On the surface, this is a straight-forward racially themed drama, but look a little deeper, and Bunuel's subversive themes are there as well. The hypocrisy of Miller's conduct is plain when we see how he treats Traver. In particular, his disdain for the crime Traver is accused of is in stark contrast to how he expects to get away with his own transgression.

The arrival of a reverend on the island is an interesting addition, and he certainly reveals who is the guiltier of the two men. "Let he who is without sin..." and all that.

The Young One isn't populated with many likeable characters, bar Traver. Played with relaxed charm by Bernie Hamilton, he's smooth, almost to the point of being a 60's cliché, but manages to retain his cool nonetheless. Miller is fundamentally a bit of a cunt, and is played well by Zachary Scott. Perhaps a little one-dimensional, he is at his best when he is broodily threatening, with either Evie or Traver on the receiving end of his menacing presence.

The best part of the film is the dialogue, especially when Traver and Miller are shooting the breeze. It's extremely well written, with hardly a wasted word, and each discussion revealing more about the characters. Bunuel's skill and influence here cannot be understated, as the dialogue is remarkably fresh for a fifty year old movie. Also, in Hollywood in 1960, there can't have been many Hollywood movies evangelising black characters and vilifying their white counterparts. In this context, the film is also subversive and enjoyable.

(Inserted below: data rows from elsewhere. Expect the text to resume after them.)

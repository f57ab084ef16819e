//! Tick conversions and local time
//!
//! Local time is the host's monotonic uptime plus an offset that
//! [`Osal::set_local_time`] adjusts. Nothing here touches a wall clock.

use crate::error::{OsalError, OsalResult};
use crate::Osal;
use serde::{Deserialize, Serialize};
use std::sync::atomic::Ordering;

const MICROS_PER_SEC: i64 = 1_000_000;

/// Seconds plus microseconds, with `0 <= microsecs < 1_000_000`
#[derive(Debug, Clone, Copy, Default, PartialEq, Eq, PartialOrd, Ord, Hash, Serialize, Deserialize)]
pub struct OsTime {
    pub seconds: i64,
    pub microsecs: u32,
}

impl OsTime {
    pub fn new(seconds: i64, microsecs: u32) -> Self {
        Self { seconds, microsecs }
    }

    /// Normalises a signed microsecond count
    pub fn from_micros(micros: i64) -> Self {
        Self {
            seconds: micros.div_euclid(MICROS_PER_SEC),
            microsecs: micros.rem_euclid(MICROS_PER_SEC) as u32,
        }
    }

    pub fn as_micros(&self) -> i64 {
        self.seconds
            .saturating_mul(MICROS_PER_SEC)
            .saturating_add(i64::from(self.microsecs))
    }
}

impl Osal {
    pub fn ticks_per_second(&self) -> u32 {
        self.clock.ticks_per_second()
    }

    /// Milliseconds to host ticks, rounding up
    pub fn milli_to_ticks(&self, millis: u32) -> u64 {
        self.clock.millis_to_ticks(millis)
    }

    /// Length of one host tick in microseconds
    pub fn tick_to_micros(&self) -> u32 {
        self.clock.micros_per_tick()
    }

    fn uptime_micros(&self) -> i64 {
        let micros = self.clock.ticks_to_micros(self.kernel.tick_count());
        i64::try_from(micros).unwrap_or(i64::MAX)
    }

    pub fn get_local_time(&self) -> OsTime {
        let offset = self.local_offset_us.load(Ordering::Acquire);
        OsTime::from_micros(self.uptime_micros().saturating_add(offset))
    }

    pub fn set_local_time(&self, time: OsTime) -> OsalResult<()> {
        if i64::from(time.microsecs) >= MICROS_PER_SEC {
            return Err(OsalError::InvalidArgument(format!(
                "{} microseconds is not below one second",
                time.microsecs
            )));
        }
        let offset = time.as_micros().saturating_sub(self.uptime_micros());
        self.local_offset_us.store(offset, Ordering::Release);
        Ok(())
    }
}

#[cfg(test)]
mod tests {
    use super::*;
    use crate::test_support;
    use proptest::prelude::*;
    use std::time::Duration;

    #[test]
    fn test_normalisation() {
        assert_eq!(OsTime::from_micros(1_500_000), OsTime::new(1, 500_000));
        assert_eq!(OsTime::from_micros(-1), OsTime::new(-1, 999_999));
        assert_eq!(OsTime::new(2, 5).as_micros(), 2_000_005);
    }

    #[test]
    fn test_tick_conversions() {
        let osal = test_support::osal();
        assert_eq!(osal.ticks_per_second(), 1000);
        assert_eq!(osal.tick_to_micros(), 1000);
        assert_eq!(osal.milli_to_ticks(25), 25);
    }

    #[test]
    fn test_local_time_advances_from_set_point() {
        let osal = test_support::osal();
        osal.set_local_time(OsTime::new(1_000, 0)).unwrap();
        std::thread::sleep(Duration::from_millis(20));
        let now = osal.get_local_time();
        assert!(now >= OsTime::new(1_000, 10_000));
        assert!(now < OsTime::new(1_010, 0));
    }

    #[test]
    fn test_rejects_unnormalised_time() {
        let osal = test_support::osal();
        assert!(matches!(
            osal.set_local_time(OsTime::new(0, 1_000_000)),
            Err(OsalError::InvalidArgument(_))
        ));
    }

    proptest! {
        #[test]
        fn prop_from_micros_round_trips(micros in -1_000_000_000_000i64..1_000_000_000_000i64) {
            let time = OsTime::from_micros(micros);
            prop_assert!(time.microsecs < 1_000_000);
            prop_assert_eq!(time.as_micros(), micros);
        }
    }
}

Unfortunately, where 'The Young One' falls down is in terms of this reviewer's expectations of the director. It's a million miles away from his initial movies of the 30's, and perhaps reflects the stage of life Bunuel was at when he made it. Exiled from Spain since the Spanish Civil War, he had been working in Hollywood and Mexico for some years, but he actually lived in Mexico, where he also made a lot of his movies. (I'm working on getting a copy of 'Los Olvidados', and will include it in this retrospective if I do get it)

So, in brief, it's a 'straight' Bunuel movie, and in English. Might be a good starting point for the Bunuel-curious out there, a gentle one to dip your toe into before starting into the Spanish surrealist stuff. I think I was a little disappointed by the Young One because it's the surrealist work what I'm looking forward to!